§ **About this exercise**
Find every line below with "tokio" in it and give only how many there are.

━━━ Given entries ━━━

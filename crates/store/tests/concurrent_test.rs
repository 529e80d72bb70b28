//! Concurrent access tests for the ledger engine.
//!
//! Verifies that ordered row locking keeps balances consistent under
//! parallel load and that opposite-direction transfers on the same account
//! pair cannot deadlock.

mod common;

use std::sync::Arc;

use futures::future::join_all;
use rust_decimal::Decimal;
use rust_decimal_macros::dec;
use tokio::sync::Barrier;

use moneta_core::ledger::LedgerError;

use common::{account_with, entry, setup, transfer, usd};

#[tokio::test(flavor = "multi_thread", worker_threads = 4)]
async fn test_parallel_incomes_never_lose_an_update() {
    let ctx = Arc::new(setup());
    let account = account_with(&ctx, "Wallet", &[(usd(), dec!(0))]);

    const TASKS: usize = 50;
    let barrier = Arc::new(Barrier::new(TASKS));
    let handles: Vec<_> = (0..TASKS)
        .map(|_| {
            let ctx = ctx.clone();
            let barrier = barrier.clone();
            let account_id = account.id;
            tokio::spawn(async move {
                barrier.wait().await;
                ctx.ledger
                    .record_income(ctx.user_id, entry(account_id, usd(), dec!(1)))
                    .await
            })
        })
        .collect();

    for result in join_all(handles).await {
        result.unwrap().unwrap();
    }

    let account = ctx.accounts.find_account(ctx.user_id, account.id).await.unwrap();
    assert_eq!(account.balance.amount_or_zero(&usd()), Decimal::from(TASKS as u64));
}

#[tokio::test(flavor = "multi_thread", worker_threads = 4)]
async fn test_opposite_direction_transfers_do_not_deadlock() {
    let ctx = Arc::new(setup());
    let a = account_with(&ctx, "A", &[(usd(), dec!(1000))]);
    let b = account_with(&ctx, "B", &[(usd(), dec!(1000))]);

    const ROUNDS: usize = 25;
    let barrier = Arc::new(Barrier::new(ROUNDS * 2));
    let mut handles = Vec::new();
    for _ in 0..ROUNDS {
        for (from, to) in [(a.id, b.id), (b.id, a.id)] {
            let ctx = ctx.clone();
            let barrier = barrier.clone();
            handles.push(tokio::spawn(async move {
                barrier.wait().await;
                ctx.ledger
                    .record_transfer(ctx.user_id, transfer(from, to, usd(), dec!(3)))
                    .await
            }));
        }
    }

    // Bounded waits mean a task may see contention; what must never
    // happen is a hang or a torn balance.
    let mut completed = 0u32;
    for result in join_all(handles).await {
        match result.unwrap() {
            Ok(_) => completed += 1,
            Err(LedgerError::Contention(_)) => {}
            Err(other) => panic!("unexpected ledger error: {other}"),
        }
    }
    assert!(completed > 0);

    let a = ctx.accounts.find_account(ctx.user_id, a.id).await.unwrap();
    let b = ctx.accounts.find_account(ctx.user_id, b.id).await.unwrap();
    let total = a.balance.amount_or_zero(&usd()) + b.balance.amount_or_zero(&usd());
    assert_eq!(total, dec!(2000));
}

#[tokio::test]
async fn test_concurrent_edits_of_one_transaction_stay_consistent() {
    let ctx = Arc::new(setup());
    let account = account_with(&ctx, "Wallet", &[(usd(), dec!(100))]);
    let record = ctx
        .ledger
        .record_expense(ctx.user_id, entry(account.id, usd(), dec!(10)))
        .await
        .unwrap();

    const TASKS: usize = 10;
    let barrier = Arc::new(Barrier::new(TASKS));
    let handles: Vec<_> = (1..=TASKS)
        .map(|i| {
            let ctx = ctx.clone();
            let barrier = barrier.clone();
            let id = record.id;
            tokio::spawn(async move {
                barrier.wait().await;
                ctx.ledger
                    .edit_transaction(ctx.user_id, id, common::edit(usd(), Decimal::from(i as u64)))
                    .await
            })
        })
        .collect();

    for result in join_all(handles).await {
        match result.unwrap() {
            Ok(_) | Err(LedgerError::Contention(_)) => {}
            Err(other) => panic!("unexpected ledger error: {other}"),
        }
    }

    // Whichever edit landed last, the balance reflects exactly the stored
    // amount: 90 spent of the original 100 expense slot.
    let stored = ctx.transactions.find_transaction(ctx.user_id, record.id).unwrap();
    let account = ctx.accounts.find_account(ctx.user_id, account.id).await.unwrap();
    assert_eq!(account.balance.amount_or_zero(&usd()), dec!(100) + stored.amount);
}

━━━

§ **Response**
7